TLDR: The P–C–G (Planner–Caller–Generator) architecture is a small-scale language model (SLM) based agent system optimized for Korean tool use. It separates tasks into specialized Planner, Caller, and Generator modules, employing an initial planning strategy and a Korean-first value policy to enhance efficiency and reliability. The system demonstrates competitive accuracy and end-to-end quality in Korean tool-use scenarios, including single-chain, multi-chain, and constraint awareness, while significantly reducing token usage and maintaining acceptable latency compared to larger models.

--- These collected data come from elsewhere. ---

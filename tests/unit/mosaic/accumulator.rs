use super::*;

/// 3-channel frame whose pixel at `(x, y)` is `[x, y, tag]`.
fn coord_frame(width: u32, height: u32, tag: u8) -> Frame {
    let mut data = Vec::with_capacity((width * height * 3) as usize);
    for y in 0..height {
        for x in 0..width {
            data.extend_from_slice(&[x as u8, y as u8, tag]);
        }
    }
    Frame::new(width, height, 3, data).unwrap()
}

#[test]
fn new_mosaic_is_unseeded_and_empty() {
    let m = Mosaic::new();
    assert!(m.is_empty());
    assert_eq!(m.width(), 0);
    assert_eq!(m.height(), 0);
    assert_eq!(m.channels(), 0);
    assert!(m.layout().is_none());
    assert!(m.to_row_major().is_empty());
}

#[test]
fn append_copies_requested_columns_in_order() {
    let mut m = Mosaic::new();
    let f0 = coord_frame(8, 4, 0);
    let f1 = coord_frame(8, 4, 1);

    assert_eq!(m.append(&f0, SliceSpec { left: 0, right: 2 }).unwrap(), 2);
    assert_eq!(m.append(&f1, SliceSpec { left: 5, right: 8 }).unwrap(), 3);

    assert_eq!(m.width(), 5);
    assert_eq!(m.height(), 4);
    assert_eq!(m.channels(), 3);
    assert_eq!(m.pixel(0, 0), &[0, 0, 0]);
    assert_eq!(m.pixel(1, 3), &[1, 3, 0]);
    assert_eq!(m.pixel(2, 0), &[5, 0, 1]);
    assert_eq!(m.pixel(4, 2), &[7, 2, 1]);
}

#[test]
fn to_row_major_matches_pixel_access() {
    let mut m = Mosaic::new();
    m.append(&coord_frame(6, 3, 9), SliceSpec { left: 1, right: 4 })
        .unwrap();
    let rows = m.to_row_major();
    assert_eq!(rows.len(), 3 * 3 * 3);
    for y in 0..3u32 {
        for x in 0..3u32 {
            let off = ((y * 3 + x) * 3) as usize;
            assert_eq!(&rows[off..off + 3], m.pixel(x, y));
        }
    }
}

#[test]
fn bounds_past_the_right_edge_are_truncated() {
    let mut m = Mosaic::new();
    let f = coord_frame(10, 2, 0);
    assert_eq!(m.append(&f, SliceSpec { left: 8, right: 14 }).unwrap(), 2);
    assert_eq!(m.append(&f, SliceSpec { left: 12, right: 13 }).unwrap(), 0);
    assert_eq!(m.width(), 2);
    assert_eq!(m.pixel(1, 1), &[9, 1, 0]);
}

#[test]
fn first_frame_seeds_layout_even_when_strip_is_empty() {
    let mut m = Mosaic::new();
    let f = coord_frame(4, 5, 0);
    m.append(&f, SliceSpec { left: 9, right: 10 }).unwrap();
    assert!(m.is_empty());
    assert_eq!(m.height(), 5);
    assert_eq!(m.channels(), 3);
}

#[test]
fn height_mismatch_is_fatal() {
    let mut m = Mosaic::new();
    m.append(&coord_frame(4, 4, 0), SliceSpec { left: 0, right: 1 })
        .unwrap();
    let err = m
        .append(&coord_frame(4, 3, 1), SliceSpec { left: 1, right: 2 })
        .unwrap_err();
    assert!(matches!(
        err,
        SlitError::DimensionMismatch {
            expected_height: 4,
            got_height: 3,
            ..
        }
    ));
    assert_eq!(m.width(), 1);
}

#[test]
fn channel_mismatch_is_fatal() {
    let mut m = Mosaic::new();
    m.append(&coord_frame(4, 4, 0), SliceSpec { left: 0, right: 1 })
        .unwrap();
    let rgba = Frame::filled(4, 4, &[1, 2, 3, 4]).unwrap();
    let err = m.append(&rgba, SliceSpec { left: 0, right: 1 }).unwrap_err();
    assert!(matches!(
        err,
        SlitError::DimensionMismatch {
            expected_channels: 3,
            got_channels: 4,
            ..
        }
    ));
}

#[test]
fn differing_widths_with_same_height_are_accepted() {
    let mut m = Mosaic::new();
    m.append(&coord_frame(4, 2, 0), SliceSpec { left: 0, right: 2 })
        .unwrap();
    m.append(&coord_frame(9, 2, 0), SliceSpec { left: 7, right: 9 })
        .unwrap();
    assert_eq!(m.width(), 4);
}

#[test]
fn frame_new_rejects_bad_buffers() {
    assert!(Frame::new(2, 2, 3, vec![0; 11]).is_err());
    assert!(Frame::new(2, 2, 0, vec![]).is_err());
    assert!(Frame::new(2, 2, 5, vec![0; 20]).is_err());
    let f = Frame::filled(3, 2, &[7, 8]).unwrap();
    assert_eq!(f.channels, 2);
    assert_eq!(f.pixel(2, 1), &[7, 8]);
}

#[test]
#[should_panic(expected = "column 0 out of range")]
fn column_on_empty_mosaic_panics() {
    Mosaic::new().column(0);
}

#[test]
#[should_panic(expected = "column 2 out of range")]
fn pixel_past_the_right_edge_panics() {
    let mut m = Mosaic::new();
    m.append(&coord_frame(4, 2, 0), SliceSpec { left: 0, right: 2 })
        .unwrap();
    m.pixel(2, 0);
}

#[test]
#[should_panic(expected = "row 2 out of range")]
fn pixel_below_the_bottom_edge_panics() {
    let mut m = Mosaic::new();
    m.append(&coord_frame(4, 2, 0), SliceSpec { left: 0, right: 2 })
        .unwrap();
    m.pixel(0, 2);
}

#[test]
#[should_panic(expected = "pixel (3, 0) out of range")]
fn frame_pixel_does_not_wrap_into_the_next_row() {
    coord_frame(3, 2, 0).pixel(3, 0);
}
use crate::config::options::SliceConfig;
use crate::foundation::core::FrameIndex;
use crate::foundation::error::SlitResult;
use crate::geometry::slice::{SliceDecision, compute_slice};
use crate::mosaic::accumulator::Mosaic;
use crate::mosaic::mirror::finish_mirror;
use crate::session::naming::output_name;
use crate::sink::OutputSink;
use crate::source::FrameSource;

/// Per-run statistics.
#[derive(Clone, Copy, Debug, Default, PartialEq, Eq, serde::Serialize)]
pub struct RunStats {
    /// Frames pulled from the source.
    pub frames_read: u64,
    /// Frames whose strip was appended.
    pub frames_included: u64,
    /// Frames dropped by fixed-width decimation.
    pub frames_skipped: u64,
    /// Final mosaic width in pixels (after mirroring).
    pub width: u32,
    /// Final mosaic height in pixels.
    pub height: u32,
}

/// Pull every frame from `source`, accumulate the strips, and apply the mirror pass.
///
/// Frames are consumed strictly in order; each one is fully handled before the next is
/// requested. A source that runs dry before its announced count simply ends the run early.
#[tracing::instrument(skip_all, fields(origin = ?source.origin()))]
pub fn build_mosaic(
    source: &mut dyn FrameSource,
    config: &SliceConfig,
) -> SlitResult<(Mosaic, RunStats)> {
    config.validate()?;
    let frame_count = source.frame_count();
    let mut mosaic = Mosaic::new();
    let mut stats = RunStats::default();
    let mut idx = FrameIndex(0);

    while let Some(frame) = source.next_frame()? {
        let i = idx;
        idx = idx.next();
        stats.frames_read += 1;

        match compute_slice(i, frame_count, frame.width, config)? {
            SliceDecision::Take(spec) => {
                mosaic.append(&frame, spec)?;
                stats.frames_included += 1;
                tracing::debug!(
                    i = i.0,
                    frame_count = frame_count.as_f64(),
                    slice_width = spec.width(),
                    left = spec.left,
                    right = spec.right,
                    mosaic_width = mosaic.width(),
                    mosaic_height = mosaic.height(),
                    "appended strip"
                );
            }
            SliceDecision::Skip => {
                stats.frames_skipped += 1;
                tracing::debug!(i = i.0, "decimated");
            }
        }
    }

    if (stats.frames_read as f64) < frame_count.as_f64().floor() {
        tracing::warn!(
            frames_read = stats.frames_read,
            frame_count = frame_count.as_f64(),
            "source ended before its announced frame count"
        );
    }

    let mosaic = finish_mirror(mosaic, config)?;
    stats.width = mosaic.width();
    stats.height = mosaic.height();
    Ok((mosaic, stats))
}

/// Build the mosaic and hand it to `sink` under its descriptive name.
pub fn run(
    source: &mut dyn FrameSource,
    config: &SliceConfig,
    sink: &mut dyn OutputSink,
) -> SlitResult<RunStats> {
    let name = output_name(source.origin(), config);
    let (mosaic, stats) = build_mosaic(source, config)?;
    sink.write(&mosaic, &name)?;
    tracing::info!(
        name = %name,
        frames_read = stats.frames_read,
        frames_included = stats.frames_included,
        frames_skipped = stats.frames_skipped,
        width = stats.width,
        height = stats.height,
        "timelapse finished"
    );
    Ok(stats)
}

#[cfg(test)]
#[path = "../../tests/unit/session/runner.rs"]
mod tests;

Large Language Models (LLMs) have made incredible strides in understanding and generating human language, but their immense size comes with significant drawbacks: high computational costs, substantial resource requirements, and a tendency to sometimes generate incorrect or fabricated information, known as hallucinations. To tackle these issues, researchers are increasingly turning to Small-scale Language Models (SLMs) and Agentic AI systems. Agentic AI combines language models with external tools, like search engines or APIs, allowing them to access up-to-date information and perform complex, multi-step tasks more reliably.
However, most existing Agentic AI systems still heavily rely on large LLMs, inheriting their cost and latency problems. Furthermore, there’s a notable gap in systems specifically optimized for non-English languages, particularly Korean, where unique challenges arise from frequent language switching and a lack of standardized tool specifications.
Introducing P–C–G: An Optimized Agent Architecture for Korean Tool Use
A new research paper introduces an innovative SLM-based agent architecture called Planner–Caller–Generator (P–C–G), specifically designed to overcome these limitations and excel in Korean tool-use environments. The core idea behind P–C–G is to break down complex tasks into three specialized roles, each handled by a dedicated SLM module:
- Planner: This module analyzes a user’s request and creates an initial, comprehensive plan detailing which tools to use and in what order. It focuses on efficient planning upfront to minimize unnecessary steps.
- Caller: Following the Planner’s instructions, the Caller prepares and executes the tool calls. A key feature here is the “Korean-first value policy,” which ensures that values passed to tools remain in Korean by default, preventing errors caused by unintended language conversions. It also validates parameters against tool schemas to ensure correctness.
- Generator: Once the tools have been called and results gathered, the Generator module takes these outputs, integrates them, and formats them into a clear, natural language response that directly addresses the user’s original intent.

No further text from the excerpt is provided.